THE DATA START

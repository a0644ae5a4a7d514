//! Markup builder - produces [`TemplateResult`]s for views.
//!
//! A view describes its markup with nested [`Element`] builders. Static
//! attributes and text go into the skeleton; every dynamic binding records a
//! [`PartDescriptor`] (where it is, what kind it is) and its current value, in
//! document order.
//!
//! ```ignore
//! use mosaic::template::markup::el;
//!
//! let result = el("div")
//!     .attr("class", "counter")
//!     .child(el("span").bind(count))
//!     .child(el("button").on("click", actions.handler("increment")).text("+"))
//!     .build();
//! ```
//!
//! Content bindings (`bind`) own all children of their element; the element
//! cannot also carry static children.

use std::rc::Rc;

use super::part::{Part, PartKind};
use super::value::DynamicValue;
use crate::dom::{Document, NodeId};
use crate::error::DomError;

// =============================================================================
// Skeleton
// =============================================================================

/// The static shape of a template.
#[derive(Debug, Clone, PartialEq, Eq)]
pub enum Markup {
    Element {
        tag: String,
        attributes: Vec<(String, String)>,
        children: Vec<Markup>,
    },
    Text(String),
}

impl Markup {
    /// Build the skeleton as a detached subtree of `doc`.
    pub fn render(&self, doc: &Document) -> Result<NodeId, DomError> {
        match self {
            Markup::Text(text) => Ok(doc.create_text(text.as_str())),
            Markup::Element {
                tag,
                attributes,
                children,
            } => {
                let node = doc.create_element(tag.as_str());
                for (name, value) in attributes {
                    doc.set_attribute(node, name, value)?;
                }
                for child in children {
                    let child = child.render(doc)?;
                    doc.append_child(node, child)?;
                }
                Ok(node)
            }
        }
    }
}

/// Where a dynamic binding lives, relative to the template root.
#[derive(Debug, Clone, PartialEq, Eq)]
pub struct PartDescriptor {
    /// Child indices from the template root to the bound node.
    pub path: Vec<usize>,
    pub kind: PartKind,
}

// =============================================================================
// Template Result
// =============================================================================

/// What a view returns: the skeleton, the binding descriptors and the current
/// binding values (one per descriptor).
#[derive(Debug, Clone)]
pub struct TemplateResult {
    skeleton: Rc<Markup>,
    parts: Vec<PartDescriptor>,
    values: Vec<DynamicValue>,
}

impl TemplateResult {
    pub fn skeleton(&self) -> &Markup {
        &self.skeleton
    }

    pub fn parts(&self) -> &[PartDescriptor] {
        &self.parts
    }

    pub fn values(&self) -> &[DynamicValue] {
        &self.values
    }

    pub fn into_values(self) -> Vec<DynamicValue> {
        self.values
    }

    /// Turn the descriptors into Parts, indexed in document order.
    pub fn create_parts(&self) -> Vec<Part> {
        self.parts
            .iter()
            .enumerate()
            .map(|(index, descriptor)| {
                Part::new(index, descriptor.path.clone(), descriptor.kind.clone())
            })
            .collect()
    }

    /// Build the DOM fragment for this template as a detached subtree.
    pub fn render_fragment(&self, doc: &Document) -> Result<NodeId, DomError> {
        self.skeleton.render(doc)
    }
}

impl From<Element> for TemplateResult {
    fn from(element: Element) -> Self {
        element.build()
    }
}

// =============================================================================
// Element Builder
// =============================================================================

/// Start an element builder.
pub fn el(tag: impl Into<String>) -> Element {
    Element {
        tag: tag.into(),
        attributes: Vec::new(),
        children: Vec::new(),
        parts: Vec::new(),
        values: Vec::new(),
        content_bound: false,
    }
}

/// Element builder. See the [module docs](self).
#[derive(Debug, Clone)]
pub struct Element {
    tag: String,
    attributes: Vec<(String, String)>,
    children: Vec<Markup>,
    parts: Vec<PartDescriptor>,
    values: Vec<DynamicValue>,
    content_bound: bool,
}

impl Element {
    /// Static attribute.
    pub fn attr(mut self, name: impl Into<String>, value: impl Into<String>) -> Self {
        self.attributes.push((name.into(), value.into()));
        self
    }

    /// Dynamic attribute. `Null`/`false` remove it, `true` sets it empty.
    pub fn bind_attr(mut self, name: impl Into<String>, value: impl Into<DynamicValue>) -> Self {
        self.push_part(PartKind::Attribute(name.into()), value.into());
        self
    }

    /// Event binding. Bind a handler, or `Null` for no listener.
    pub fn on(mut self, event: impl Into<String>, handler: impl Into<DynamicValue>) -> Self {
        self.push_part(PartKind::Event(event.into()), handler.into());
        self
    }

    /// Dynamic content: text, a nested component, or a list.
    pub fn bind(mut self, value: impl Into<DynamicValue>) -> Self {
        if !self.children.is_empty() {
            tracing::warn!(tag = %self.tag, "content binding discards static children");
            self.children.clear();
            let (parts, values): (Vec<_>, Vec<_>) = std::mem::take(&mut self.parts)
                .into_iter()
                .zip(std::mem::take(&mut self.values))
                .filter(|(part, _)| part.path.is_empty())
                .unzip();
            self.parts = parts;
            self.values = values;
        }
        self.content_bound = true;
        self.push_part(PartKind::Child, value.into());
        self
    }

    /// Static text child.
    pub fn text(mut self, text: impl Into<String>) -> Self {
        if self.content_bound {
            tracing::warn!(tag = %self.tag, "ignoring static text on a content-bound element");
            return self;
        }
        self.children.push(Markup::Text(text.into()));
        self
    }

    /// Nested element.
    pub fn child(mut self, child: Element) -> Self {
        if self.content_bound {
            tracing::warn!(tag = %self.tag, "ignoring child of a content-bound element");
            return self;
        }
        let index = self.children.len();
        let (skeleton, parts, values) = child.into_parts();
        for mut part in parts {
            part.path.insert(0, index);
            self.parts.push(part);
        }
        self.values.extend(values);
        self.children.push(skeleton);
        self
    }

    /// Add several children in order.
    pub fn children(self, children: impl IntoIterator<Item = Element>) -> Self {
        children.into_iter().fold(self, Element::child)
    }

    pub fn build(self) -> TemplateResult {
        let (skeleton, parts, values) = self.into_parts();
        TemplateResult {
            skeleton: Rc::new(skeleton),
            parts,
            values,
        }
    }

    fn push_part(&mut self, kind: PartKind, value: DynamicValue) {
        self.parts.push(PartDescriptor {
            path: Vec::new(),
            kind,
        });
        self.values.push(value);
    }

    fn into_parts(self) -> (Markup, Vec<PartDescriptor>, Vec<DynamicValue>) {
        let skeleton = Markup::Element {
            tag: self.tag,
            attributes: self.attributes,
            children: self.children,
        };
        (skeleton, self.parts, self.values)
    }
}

THE DATA END

▶ TASK BRIEF: Please set down each of the entries above exactly as given.

▶ RESPONSE AREA:
repository a0644ae5a4a7d514
//! Markup builder - produces [`TemplateResult`]s for views.
//!
//! A view describes its markup with nested [`Element`] builders. Static
//! attributes and text go into the skeleton; every dynamic binding records a
//! [`PartDescriptor`] (where it is, what kind it is) and its current value, in
//! document order.
//!
//! ```ignore
//! use mosaic::template::markup::el;
//!
//! let result = el("div")
//!     .attr("class", "counter")
//!     .child(el("span").bind(count))
//!     .child(el("button").on("click", actions.handler("increment")).text("+"))
//!     .build();
//! ```
//!
//! Content bindings (`bind`) own all children of their element; the element
//! cannot also carry static children.

use std::rc::Rc;

use super::part::{Part, PartKind};
use super::value::DynamicValue;
use crate::dom::{Document, NodeId};
use crate::error::DomError;

// =============================================================================
// Skeleton
// =============================================================================

/// The static shape of a template.
#[derive(Debug, Clone, PartialEq, Eq)]
pub enum Markup {
    Element {
        tag: String,
        attributes: Vec<(String, String)>,
        children: Vec<Markup>,
    },
    Text(String),
}

impl Markup {
    /// Build the skeleton as a detached subtree of `doc`.
    pub fn render(&self, doc: &Document) -> Result<NodeId, DomError> {
        match self {
            Markup::Text(text) => Ok(doc.create_text(text.as_str())),
            Markup::Element {
                tag,
                attributes,
                children,
            } => {
                let node = doc.create_element(tag.as_str());
                for (name, value) in attributes {
                    doc.set_attribute(node, name, value)?;
                }
                for child in children {
                    let child = child.render(doc)?;
                    doc.append_child(node, child)?;
                }
                Ok(node)
            }
        }
    }
}

/// Where a dynamic binding lives, relative to the template root.
#[derive(Debug, Clone, PartialEq, Eq)]
pub struct PartDescriptor {
    /// Child indices from the template root to the bound node.
    pub path: Vec<usize>,
    pub kind: PartKind,
}

// =============================================================================
// Template Result
// =============================================================================

/// What a view returns: the skeleton, the binding descriptors and the current
/// binding values (one per descriptor).
#[derive(Debug, Clone)]
pub struct TemplateResult {
    skeleton: Rc<Markup>,
    parts: Vec<PartDescriptor>,
    values: Vec<DynamicValue>,
}

impl TemplateResult {
    pub fn skeleton(&self) -> &Markup {
        &self.skeleton
    }

    pub fn parts(&self) -> &[PartDescriptor] {
        &self.parts
    }

    pub fn values(&self) -> &[DynamicValue] {
        &self.values
    }

    pub fn into_values(self) -> Vec<DynamicValue> {
        self.values
    }

    /// Turn the descriptors into Parts, indexed in document order.
    pub fn create_parts(&self) -> Vec<Part> {
        self.parts
            .iter()
            .enumerate()
            .map(|(index, descriptor)| {
                Part::new(index, descriptor.path.clone(), descriptor.kind.clone())
            })
            .collect()
    }

    /// Build the DOM fragment for this template as a detached subtree.
    pub fn render_fragment(&self, doc: &Document) -> Result<NodeId, DomError> {
        self.skeleton.render(doc)
    }
}

impl From<Element> for TemplateResult {
    fn from(element: Element) -> Self {
        element.build()
    }
}

// =============================================================================
// Element Builder
// =============================================================================

/// Start an element builder.
pub fn el(tag: impl Into<String>) -> Element {
    Element {
        tag: tag.into(),
        attributes: Vec::new(),
        children: Vec::new(),
        parts: Vec::new(),
        values: Vec::new(),
        content_bound: false,
    }
}

/// Element builder. See the [module docs](self).
#[derive(Debug, Clone)]
pub struct Element {
    tag: String,
    attributes: Vec<(String, String)>,
    children: Vec<Markup>,
    parts: Vec<PartDescriptor>,
    values: Vec<DynamicValue>,
    content_bound: bool,
}

impl Element {
    /// Static attribute.
    pub fn attr(mut self, name: impl Into<String>, value: impl Into<String>) -> Self {
        self.attributes.push((name.into(), value.into()));
        self
    }

    /// Dynamic attribute. `Null`/`false` remove it, `true` sets it empty.
    pub fn bind_attr(mut self, name: impl Into<String>, value: impl Into<DynamicValue>) -> Self {
        self.push_part(PartKind::Attribute(name.into()), value.into());
        self
    }

    /// Event binding. Bind a handler, or `Null` for no listener.
    pub fn on(mut self, event: impl Into<String>, handler: impl Into<DynamicValue>) -> Self {
        self.push_part(PartKind::Event(event.into()), handler.into());
        self
    }

    /// Dynamic content: text, a nested component, or a list.
    pub fn bind(mut self, value: impl Into<DynamicValue>) -> Self {
        if !self.children.is_empty() {
            tracing::warn!(tag = %self.tag, "content binding discards static children");
            self.children.clear();
            let (parts, values): (Vec<_>, Vec<_>) = std::mem::take(&mut self.parts)
                .into_iter()
                .zip(std::mem::take(&mut self.values))
                .filter(|(part, _)| part.path.is_empty())
                .unzip();
            self.parts = parts;
            self.values = values;
        }
        self.content_bound = true;
        self.push_part(PartKind::Child, value.into());
        self
    }

    /// Static text child.
    pub fn text(mut self, text: impl Into<String>) -> Self {
        if self.content_bound {
            tracing::warn!(tag = %self.tag, "ignoring static text on a content-bound element");
            return self;
        }
        self.children.push(Markup::Text(text.into()));
        self
    }

    /// Nested element.
    pub fn child(mut self, child: Element) -> Self {
        if self.content_bound {
            tracing::warn!(tag = %self.tag, "ignoring child of a content-bound element");
            return self;
        }
        let index = self.children.len();
        let (skeleton, parts, values) = child.into_parts();
        for mut part in parts {
            part.path.insert(0, index);
            self.parts.push(part);
        }
        self.values.extend(values);
        self.children.push(skeleton);
        self
    }

    /// Add several children in order.
    pub fn children(self, children: impl IntoIterator<Item = Element>) -> Self {
        children.into_iter().fold(self, Element::child)
    }

    pub fn build(self) -> TemplateResult {
        let (skeleton, parts, values) = self.into_parts();
        TemplateResult {
            skeleton: Rc::new(skeleton),
            parts,
            values,
        }
    }

    fn push_part(&mut self, kind: PartKind, value: DynamicValue) {
        self.parts.push(PartDescriptor {
            path: Vec::new(),
            kind,
        });
        self.values.push(value);
    }

    fn into_parts(self) -> (Markup, Vec<PartDescriptor>, Vec<DynamicValue>) {
        let skeleton = Markup::Element {
            tag: self.tag,
            attributes: self.attributes,
            children: self.children,
        };
        (skeleton, self.parts, self.values)
    }
}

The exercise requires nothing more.